Rose_Queen, BSN, MSN, RN
6 Articles; 11,936 Posts
I always verify with my patient whenever an iodine allergy is listed in the chart. Depending on the surgeon, there are times they will request a spot check with topical iodine prior to moving into the OR. One surgeon is fond of saying that no one can be allergic to iodine- it's an element and is part of the human body. Heck, table salt is iodized. And itching with no rash? May not even really be an allergy at all. I get itchy from certain prep solutions, but that's because of the skin drying that the alcohol can cause. I'd never list it an an allergy. Some people will list an allergy for everything, no matter how unrelated or minor the effect.
Did you fill out an incident report? Follow up with your educators? We actually have a list posted in every OR that tells us what supplies/solutions/preps/meds contain iodine for quick reference.
No experience with the prep remover- we always leave ours in place since they are effective after the patient leaves the OR.
MunoRN, RN
8,058 Posts
While it's possible to be allergic or to have an intolerance to Povidone, it's not possible to have a true allergy to iodine.
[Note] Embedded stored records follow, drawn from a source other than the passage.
//! Whole-battery analysis runs over multi-document specifications.

mod helpers;

use std::path::Path;

use litmus::ast::{Constant, Document, EventBlock, Scenario, StateRef, Variant};
use litmus::base::Location;

use helpers::{analyze, build_spec, feature, importing};

fn variant_with(
    preconditions: &[&str],
    postconditions: &[&str],
) -> Variant {
    let mut variant = Variant::new("V", Location::new(5, 1));
    for (i, name) in preconditions.iter().enumerate() {
        variant
            .preconditions
            .push(StateRef::new(*name, Location::new(6 + i as u32, 3)));
    }
    for (i, name) in postconditions.iter().enumerate() {
        variant
            .postconditions
            .push(StateRef::new(*name, Location::new(16 + i as u32, 3)));
    }
    variant
}

fn doc_with_variant(path: &str, variant: Variant) -> Document {
    let mut doc = Document::new(path);
    let mut scenario = Scenario::new("S", Location::new(2, 1));
    scenario.variants.push(variant);
    let mut f = feature("F", &[]);
    f.name = format!("Feature of {path}").into();
    f.scenarios.push(scenario);
    doc.feature = Some(f);
    doc
}

#[test]
fn test_state_from_non_imported_document_is_one_error() {
    let producer = doc_with_variant(
        "/specs/producer.litmus",
        variant_with(&[], &["user registered"]),
    );
    let consumer = doc_with_variant(
        "/specs/consumer.litmus",
        variant_with(&["user registered"], &[]),
    );

    let (success, problems) = analyze(&mut build_spec(vec![producer, consumer]));
    assert!(!success);
    let errors = problems.errors_for(Path::new("/specs/consumer.litmus"));
    assert_eq!(errors.len(), 1);
    assert!(errors[0].message.contains("user registered"));
    // Located at the referencing step.
    assert_eq!(errors[0].location.as_ref().map(|l| (l.line, l.column)), Some((6, 3)));
}

#[test]
fn test_state_resolves_through_transitive_imports() {
    let producer = doc_with_variant(
        "/specs/producer.litmus",
        variant_with(&[], &["user registered"]),
    );
    let mut middle = importing("/specs/middle.litmus", &["producer.litmus"]);
    middle.feature = doc_with_variant("/specs/middle.litmus", variant_with(&[], &[])).feature;
    let mut consumer = doc_with_variant(
        "/specs/consumer.litmus",
        variant_with(&["User Registered"], &[]),
    );
    consumer.imports = importing("/specs/consumer.litmus", &["middle.litmus"]).imports;

    let (success, problems) =
        analyze(&mut build_spec(vec![producer, middle, consumer]));
    assert!(success, "unexpected problems: {:?}", problems.all_error_messages());
}

#[test]
fn test_global_duplicates_and_events_reported_generically() {
    let mut a = Document::new("/specs/a.litmus");
    a.constants
        .push(Constant::new("timeout", "30", Location::new(1, 1)));
    a.before_all = Some(EventBlock {
        location: Location::new(3, 1),
    });
    let mut b = Document::new("/specs/b.litmus");
    b.constants
        .push(Constant::new("timeout", "60", Location::new(1, 1)));
    b.before_all = Some(EventBlock {
        location: Location::new(8, 1),
    });

    let (success, problems) = analyze(&mut build_spec(vec![a, b]));
    assert!(!success);

    let messages: Vec<String> = problems
        .generic_errors()
        .iter()
        .map(|e| e.message.clone())
        .collect();
    assert_eq!(messages.len(), 2);
    assert!(messages.iter().any(|m| m.contains("Duplicated constant \"timeout\"")));
    assert!(messages.iter().any(|m| m.contains("Before All")));
}

#[test]
fn test_cycle_reporting_does_not_suppress_other_analyzers() {
    let mut a = importing("/specs/a.litmus", &["b.litmus"]);
    a.constants
        .push(Constant::new("pi", "3.14", Location::new(2, 1)));
    let mut b = importing("/specs/b.litmus", &["a.litmus"]);
    b.constants
        .push(Constant::new("pi", "3.14", Location::new(2, 1)));

    let (success, problems) = analyze(&mut build_spec(vec![a, b]));
    assert!(!success);

    let all = problems.all_error_messages();
    assert!(all.iter().any(|m| m.contains("Cyclic import")));
    assert!(all.iter().any(|m| m.contains("Duplicated constant")));
}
Iodine is intentionally unavoidable, if you could somehow avoid it you'd have a giant goiter on your neck and/or be dead. It's also not a type of molecule capable of triggering an allergic reaction. So typically when people say they are allergic to topical iodine, they are referring to the common preparation which is povidone-iodine. I don't believe duraprep contains povidone, so there's not a particularly clear reason not to use it.